*EXERCISE PROMPT*: Report how many lines in the records below hold "replaced", with no other output.

*EXCERPTED DATA*:
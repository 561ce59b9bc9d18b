//! Layered attribute model
//!
//! Attributes live in three scopes: one global layer, one layer per
//! connection and one layer per statement. Reads merge the layers from lowest
//! to highest precedence (global, connection, statement). A `Null` value is a
//! tombstone: it suppresses the same key from any lower layer and shows up as
//! `Null` in the merged view. A tombstone with nothing underneath it is
//! dropped from the merged view, unless it replaced a value the same layer
//! held before.

use std::collections::{BTreeMap, BTreeSet};
use std::fmt;

/// Merged or per-layer attribute mapping, ordered by key
pub type Attributes = BTreeMap<String, AttributeValue>;

/// Scalar attribute value
#[derive(Debug, Clone, PartialEq)]
pub enum AttributeValue {
    String(String),
    Int(i64),
    Float(f64),
    /// Explicit removal of an inherited key
    Null,
}

impl AttributeValue {
    pub fn is_null(&self) -> bool {
        matches!(self, AttributeValue::Null)
    }

    pub fn as_str(&self) -> Option<&str> {
        match self {
            AttributeValue::String(s) => Some(s),
            _ => None,
        }
    }

    pub fn as_i64(&self) -> Option<i64> {
        match self {
            AttributeValue::Int(v) => Some(*v),
            _ => None,
        }
    }
}

impl fmt::Display for AttributeValue {
    fn fmt(&self, f: &mut fmt::Formatter<'_>) -> fmt::Result {
        match self {
            AttributeValue::String(s) => f.write_str(s),
            AttributeValue::Int(v) => write!(f, "{}", v),
            AttributeValue::Float(v) => write!(f, "{}", v),
            AttributeValue::Null => f.write_str("null"),
        }
    }
}

impl From<&str> for AttributeValue {
    fn from(value: &str) -> Self {
        AttributeValue::String(value.to_string())
    }
}

impl From<String> for AttributeValue {
    fn from(value: String) -> Self {
        AttributeValue::String(value)
    }
}

impl From<i64> for AttributeValue {
    fn from(value: i64) -> Self {
        AttributeValue::Int(value)
    }
}

impl From<i32> for AttributeValue {
    fn from(value: i32) -> Self {
        AttributeValue::Int(i64::from(value))
    }
}

impl From<u32> for AttributeValue {
    fn from(value: u32) -> Self {
        AttributeValue::Int(i64::from(value))
    }
}

impl From<f64> for AttributeValue {
    fn from(value: f64) -> Self {
        AttributeValue::Float(value)
    }
}

impl<T: Into<AttributeValue>> From<Option<T>> for AttributeValue {
    fn from(value: Option<T>) -> Self {
        value.map_or(AttributeValue::Null, Into::into)
    }
}

/// One scope of attributes
#[derive(Debug, Clone, Default, PartialEq)]
pub struct AttributeLayer {
    values: Attributes,
    /// Keys whose own value in this layer was replaced by a tombstone
    removed: BTreeSet<String>,
}

impl AttributeLayer {
    pub fn new() -> Self {
        Self::default()
    }

    /// Write several keys at once; later writes of a key replace earlier ones
    pub fn set_many<I, K, V>(&mut self, attributes: I)
    where
        I: IntoIterator<Item = (K, V)>,
        K: Into<String>,
        V: Into<AttributeValue>,
    {
        for (key, value) in attributes {
            let key = key.into();
            let value = value.into();
            if value.is_null() {
                if self.values.get(&key).is_some_and(|v| !v.is_null()) {
                    self.removed.insert(key.clone());
                }
            } else {
                self.removed.remove(&key);
            }
            self.values.insert(key, value);
        }
    }

    pub fn get(&self, key: &str) -> Option<&AttributeValue> {
        self.values.get(key)
    }

    /// Raw contents of this layer, tombstones included
    pub fn get_all(&self) -> Attributes {
        self.values.clone()
    }

    pub fn is_empty(&self) -> bool {
        self.values.is_empty()
    }

    /// Apply this layer on top of `base`
    pub fn overlay(&self, base: &mut Attributes) {
        for (key, value) in &self.values {
            if value.is_null() {
                if base.contains_key(key) || self.removed.contains(key) {
                    base.insert(key.clone(), AttributeValue::Null);
                }
            } else {
                base.insert(key.clone(), value.clone());
            }
        }
    }
}

/// Merge layers given lowest precedence first
pub fn merge_layers<'a, I>(layers: I) -> Attributes
where
    I: IntoIterator<Item = &'a AttributeLayer>,
{
    let mut merged = Attributes::new();
    for layer in layers {
        layer.overlay(&mut merged);
    }
    merged
}

#[cfg(test)]
mod tests {
    use super::*;

    fn layer(pairs: &[(&str, AttributeValue)]) -> AttributeLayer {
        let mut layer = AttributeLayer::new();
        layer.set_many(pairs.iter().cloned());
        layer
    }

    #[test]
    fn test_set_many_overrides_within_layer() {
        let mut l = AttributeLayer::new();
        l.set_many([("foo", "bar")]);
        l.set_many([("foo", "baz"), ("other", "x")]);

        assert_eq!(l.get("foo"), Some(&AttributeValue::from("baz")));
        assert_eq!(l.get_all().len(), 2);
        assert_eq!(l.get("missing"), None);
    }

    #[test]
    fn test_higher_layer_wins() {
        let global = layer(&[("env", "prod".into()), ("region", "eu".into())]);
        let connection = layer(&[("env", "staging".into())]);

        let merged = merge_layers([&global, &connection]);
        assert_eq!(merged["env"], AttributeValue::from("staging"));
        assert_eq!(merged["region"], AttributeValue::from("eu"));
    }

    #[test]
    fn test_tombstone_suppresses_lower_value() {
        let global = layer(&[("tenant", "acme".into())]);
        let statement = layer(&[("tenant", AttributeValue::Null)]);

        let merged = merge_layers([&global, &statement]);
        assert_eq!(merged.get("tenant"), Some(&AttributeValue::Null));
    }

    #[test]
    fn test_tombstone_without_lower_value_is_absent() {
        let global = AttributeLayer::new();
        let statement = layer(&[("never_set", AttributeValue::Null)]);

        let merged = merge_layers([&global, &statement]);
        assert!(!merged.contains_key("never_set"));
    }

    #[test]
    fn test_removing_own_value_reads_as_null() {
        let mut statement = AttributeLayer::new();
        statement.set_many([("one", "attribute")]);
        statement.set_many([("one", AttributeValue::Null)]);

        let merged = merge_layers([&AttributeLayer::new(), &statement]);
        assert_eq!(merged.get("one"), Some(&AttributeValue::Null));

        statement.set_many([("one", "again")]);
        let merged = merge_layers([&statement]);
        assert_eq!(merged["one"], AttributeValue::from("again"));
    }

    #[test]
    fn test_value_above_tombstone_restores_key() {
        let global = layer(&[("k", 1i64.into())]);
        let connection = layer(&[("k", AttributeValue::Null)]);
        let statement = layer(&[("k", 2i64.into())]);

        let merged = merge_layers([&global, &connection, &statement]);
        assert_eq!(merged["k"], AttributeValue::Int(2));
    }

    #[test]
    fn test_option_conversion() {
        assert_eq!(AttributeValue::from(None::<&str>), AttributeValue::Null);
        assert_eq!(AttributeValue::from(Some(3i64)), AttributeValue::Int(3));
    }
}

*RESPONSE TO THIS TASK*: 2